◆ Task brief
Each line from the line containing "filename crates/minic/src/frontend/parser/parser.rs" through the last line of the entries is to be reproduced exactly as it stands.
*** Records supplied ***
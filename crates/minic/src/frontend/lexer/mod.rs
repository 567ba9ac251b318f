//! Lexer module for tokenizing source text

mod token;
mod scanner;

pub use token::{Token, TokenKind};
pub use scanner::Lexer;
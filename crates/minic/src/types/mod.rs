//! Structural type system
//!
//! Primitive and function types plus the two tables that drive implicit
//! conversion: which primitive converts to which, and which operand pairs
//! each binary operator accepts.

mod data_type;
mod operator;
mod conversion;

pub use data_type::{DataType, PrimitiveType, UnknownType};
pub use operator::BinaryOp;
pub use conversion::{binary_result, can_convert, conversions_from};
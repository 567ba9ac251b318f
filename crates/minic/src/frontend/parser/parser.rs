//! Recursive descent parser

use crate::common::{CompileError, CompileResult, LineMap, Position, Span};
use crate::frontend::ast::{Ast, BinaryOp, NodeId, NodeKind};
use crate::frontend::lexer::{Lexer, Token, TokenKind};

/// Parse a complete program into an AST whose root is the program
/// statement list
pub fn parse(source: &str) -> CompileResult<Ast> {
    Parser::new(source)?.parse()
}

/// Recursive descent parser
pub struct Parser<'a> {
    lexer: Lexer<'a>,
    current: Token,
    /// Span of the last consumed token
    previous: Span,
    lines: LineMap,
    ast: Ast,
}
*** End of Records supplied ***
◆ Task result
filename crates/minic/src/frontend/parser/parser.rs
//! Recursive descent parser

use crate::common::{CompileError, CompileResult, LineMap, Position, Span};
use crate::frontend::ast::{Ast, BinaryOp, NodeId, NodeKind};
use crate::frontend::lexer::{Lexer, Token, TokenKind};

/// Parse a complete program into an AST whose root is the program
/// statement list
pub fn parse(source: &str) -> CompileResult<Ast> {
    Parser::new(source)?.parse()
}

/// Recursive descent parser
pub struct Parser<'a> {
    lexer: Lexer<'a>,
    current: Token,
    /// Span of the last consumed token
    previous: Span,
    lines: LineMap,
    ast: Ast,
}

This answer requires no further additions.